Millions of drones will make US air traffic unmanageable within a few years unless we rethink some basic rules
- With small drones expected to add to air traffic in the near future, a revolutionary new approach needs to be taken.
- Air safety also needs to be taken into account, as pilot-less aircrafts enter air traffic streams.
- Traditional air system certifications must be adapted to support this new concept of unmanned aircrafts.
Harrison Wolf: Drones Project Lead, World Economic Forum
Google and Amazon are one year out from becoming the largest aircraft manufacturers in the world - disrupting one of the most stable duopolies in existence. At the moment, two companies make up 76% of the market share of passenger aircraft. New entrants, like Larry Page's autonomous flying taxi company Kitty Hawk, promises to change the way people move around their cities.
With the FAA predicting between 2.75 Million and 4.47 Million small drones flying in the United States by 2021, the sheer density of traffic will prove unmanageable without a revolutionary new approach; one that won't exist without an overhaul in how certification of systems works today.
Now, what we are seeing is a novel approach to aircraft certification for small drones beginning to take hold. Given the diversity of use cases for drone technologies, a standardized benchmarking approach should be created for certification.
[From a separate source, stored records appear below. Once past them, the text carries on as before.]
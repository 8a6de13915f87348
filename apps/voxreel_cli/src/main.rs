use anyhow::{bail, Context, Result};
use clap::{Parser, Subcommand};
use std::path::PathBuf;
use tracing_subscriber::EnvFilter;
use voxreel_core::settings::PipelineSettings;
use voxreel_core::types::{CompositionParams, SubtitleLayout};
use voxreel_worker::protocol::{CompositionJob, Job, ResegmentJob};
use voxreel_worker::supervisor::{SupervisorEvent, TaskState, TaskSupervisor, WorkerCommand};

#[derive(Parser, Debug)]
#[command(name = "voxreel")]
#[command(about = "Turn narration audio and subtitles into a captioned video", long_about = None)]
struct Cli {
    #[command(subcommand)]
    command: Commands,
}

#[derive(Subcommand, Debug)]
enum Commands {
    /// Compose a video from a JSON job file
    Compose {
        /// Composition parameters (JSON)
        #[arg(long)]
        params: PathBuf,

        /// Pipeline settings (JSON); defaults apply when omitted
        #[arg(long)]
        settings: Option<PathBuf>,
    },
    /// Re-split an SRT file into readable captions
    Resegment {
        input: PathBuf,
        output: PathBuf,

        #[arg(long, default_value_t = 12)]
        max_chars: usize,

        #[arg(long, default_value_t = 2)]
        max_lines: usize,
    },
    /// Run one job from stdin (used internally)
    #[command(hide = true)]
    Worker,
}

#[tokio::main]
async fn main() -> Result<()> {
    let cli = Cli::parse();

    let filter = EnvFilter::try_from_default_env().unwrap_or_else(|_| EnvFilter::new("info"));
    tracing_subscriber::fmt()
        .with_env_filter(filter)
        .with_writer(std::io::stderr)
        .init();

    let job = match cli.command {
        Commands::Worker => return voxreel_worker::worker::run_stdio().await,
        Commands::Compose { params, settings } => {
            let params = CompositionParams::load_from_file(&params)
                .with_context(|| format!("failed to load job file {}", params.display()))?;
            let settings = match settings {
                Some(path) => PipelineSettings::load_from_file(&path)
                    .with_context(|| format!("failed to load settings {}", path.display()))?,
                None => PipelineSettings::default(),
            };
            Job::Composition(CompositionJob { params, settings })
        }
        Commands::Resegment {
            input,
            output,
            max_chars,
            max_lines,
        } => Job::Resegment(ResegmentJob {
            input,
            output,
            layout: SubtitleLayout::new(max_chars, max_lines)?,
        }),
    };

    run_supervised(job).await
}

/// Run `job` in a worker process, relaying progress until it finishes or
/// the user interrupts.
async fn run_supervised(job: Job) -> Result<()> {
    let mut supervisor = TaskSupervisor::new(WorkerCommand::current_exe()?);
    let task_id = supervisor.submit(job)?;
    tracing::info!(task_id = %task_id, "submitted task");

    let mut outcome = None;
    let interrupted = tokio::select! {
        _ = supervisor.drive(|event| match event {
            SupervisorEvent::Progress(p) => tracing::info!("{}", p.message),
            SupervisorEvent::Finished { result, .. } => outcome = Some(result),
        }) => false,
        _ = tokio::signal::ctrl_c() => true,
    };

    if interrupted {
        supervisor.cancel();
        bail!("interrupted, task {task_id} cancelled");
    }

    match (supervisor.state(), outcome) {
        (Some(TaskState::Succeeded), Some(Ok(payload))) => {
            println!("{payload}");
            Ok(())
        }
        (_, Some(Err(e))) => bail!("task {task_id} failed: {e}"),
        (state, _) => bail!("task {task_id} ended in state {state:?}"),
    }
}
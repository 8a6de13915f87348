pub mod error;
pub mod report;
pub mod resegment;
pub mod settings;
pub mod srt;
pub mod timing;
pub mod types;
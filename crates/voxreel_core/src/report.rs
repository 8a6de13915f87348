use std::sync::atomic::{AtomicBool, Ordering};
use std::sync::{Arc, Mutex};

/// Sink for human-readable progress messages emitted by pipeline stages.
pub trait Reporter: Send + Sync {
    fn report(&self, message: &str);

    fn warn(&self, message: &str) {
        self.report(&format!("warning: {message}"));
    }
}

/// Reporter that only logs through `tracing`.
#[derive(Debug, Default, Clone, Copy)]
pub struct TracingReporter;

impl Reporter for TracingReporter {
    fn report(&self, message: &str) {
        tracing::info!("{message}");
    }

    fn warn(&self, message: &str) {
        tracing::warn!("{message}");
    }
}

/// Reporter that keeps every message in memory.
#[derive(Debug, Default, Clone)]
pub struct CollectingReporter {
    messages: Arc<Mutex<Vec<String>>>,
}

impl CollectingReporter {
    pub fn new() -> Self {
        Self::default()
    }

    pub fn messages(&self) -> Vec<String> {
        self.messages.lock().map(|m| m.clone()).unwrap_or_default()
    }
}

impl Reporter for CollectingReporter {
    fn report(&self, message: &str) {
        if let Ok(mut messages) = self.messages.lock() {
            messages.push(message.to_string());
        }
    }
}

/// Cooperative cancellation flag shared between a job and whoever may stop it.
#[derive(Debug, Default, Clone)]
pub struct CancelFlag(Arc<AtomicBool>);

impl CancelFlag {
    pub fn new() -> Self {
        Self::default()
    }

    pub fn cancel(&self) {
        self.0.store(true, Ordering::SeqCst);
    }

    pub fn is_cancelled(&self) -> bool {
        self.0.load(Ordering::SeqCst)
    }
}

#[cfg(test)]
mod tests {
    use super::*;

    #[test]
    fn collecting_reporter_keeps_order() {
        let reporter = CollectingReporter::new();
        reporter.report("one");
        reporter.warn("two");
        assert_eq!(reporter.messages(), vec!["one", "warning: two"]);
    }

    #[test]
    fn cancel_flag_is_shared_between_clones() {
        let flag = CancelFlag::new();
        let other = flag.clone();
        assert!(!other.is_cancelled());
        flag.cancel();
        assert!(other.is_cancelled());
    }
}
In other words, drone designs that meet certain high standards would be granted the most access to airspace, while those that cannot meet that standard can only operate where failure is more tolerable (ie, over the ocean, a field, etc).
Regulators are forced to try to fit the current understanding of analog, direct input control into a new paradigm of digital, automated and distributed control. Compounding the problem, those multi-lateral certification agreements that ensured international commerce and safety for so long, now hinder innovative nations from implementing new governance structures. We're seeing this problem manifest itself throughout all fourth industrial technologies - from IoT where connection reliability leans heavily on certification protocols to blockchain where the very concept promises new certification and authorization processes, majorly disrupting financial industries, digital identification and more. For aviation, the way we maneuver the aircraft - software, hardware, and the spectrum for connection - become major weak points. For success in the unmanned aircraft world to be realized, the future of certification must incorporate a re-imagining of the processes by which governments engage manufacturers, software developers, end-users, academia, and the military.
These new certifications will pair well with the leading thought in operational safety for unmanned systems proposed under EASA's prototype regulation and codified in Rwanda's industry leading regulation.
This is an opinion column. The thoughts expressed are those of the author.